Страница 24 из 104
— Сколько тебе лет, бабушка Ай-Мисей?
— Один раз двадцать, сынок, второй раз двадцать, третий раз двадцать, четвертый раз двадцать и половина от двадцати… — перечислила она, сгибая свои сморщенные пальцы и шепелявя беззубым ртом.
— Почему же так мудрено, бабушка?
— Ничего мудреного в этом нет, сынок, четыре раза я выходила замуж.
Большие затейницы эти старухи в нашем ауле.
Вообще род Сирхана славится своим трудолюбием, старательностью, хотя вот о Зизи, сестре Усмана, этого и не скажешь, не очень охотно помогает она матери в хозяйстве, тогда как Асият принимает живейшее участие.
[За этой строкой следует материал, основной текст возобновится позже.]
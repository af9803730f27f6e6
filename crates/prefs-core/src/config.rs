use std::fs;
use std::path::{Path, PathBuf};

use serde::{Deserialize, Serialize};

use crate::error::{PrefsError, Result};

/// Configuration for opening a [`StoreHelper`](crate::StoreHelper).
#[derive(Clone, Debug, PartialEq, Eq, Serialize, Deserialize)]
#[serde(default)]
pub struct StoreConfig {
    /// Authority every address of the store is issued under.
    pub authority: String,
    /// Directory holding the store file. `None` keeps everything in memory.
    pub data_dir: Option<PathBuf>,
    /// Name of the store file inside `data_dir`.
    pub file_name: String,
}

impl Default for StoreConfig {
    fn default() -> Self {
        Self {
            authority: "prefs.local".into(),
            data_dir: None,
            file_name: "prefs.json".into(),
        }
    }
}

impl StoreConfig {
    /// An in-memory configuration for `authority`.
    pub fn in_memory(authority: impl Into<String>) -> Self {
        Self {
            authority: authority.into(),
            ..Default::default()
        }
    }

    /// A file-backed configuration storing into `data_dir`.
    pub fn file_backed(authority: impl Into<String>, data_dir: impl Into<PathBuf>) -> Self {
        Self {
            authority: authority.into(),
            data_dir: Some(data_dir.into()),
            ..Default::default()
        }
    }

    /// Parse a TOML document. Missing fields take their defaults.
    pub fn from_toml_str(text: &str) -> Result<Self> {
        toml::from_str(text).map_err(|e| PrefsError::Config(e.to_string()))
    }

    /// Read and parse a TOML file.
    pub fn load(path: impl AsRef<Path>) -> Result<Self> {
        let path = path.as_ref();
        let text = fs::read_to_string(path)
            .map_err(|e| PrefsError::Config(format!("failed to read {}: {e}", path.display())))?;
        Self::from_toml_str(&text)
    }
}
Усман — стройный джигит, просто любо бывает глядеть на него, когда он выйдет на танец и вскинет высоко руки, как орел крылья, так и кажется: вот-вот взлетит. Тело его и не шелохнется, а ноги так отплясывают, что быстроте и легкости его ног позавидует даже профессиональный танцор из ансамбля «Лезгинка».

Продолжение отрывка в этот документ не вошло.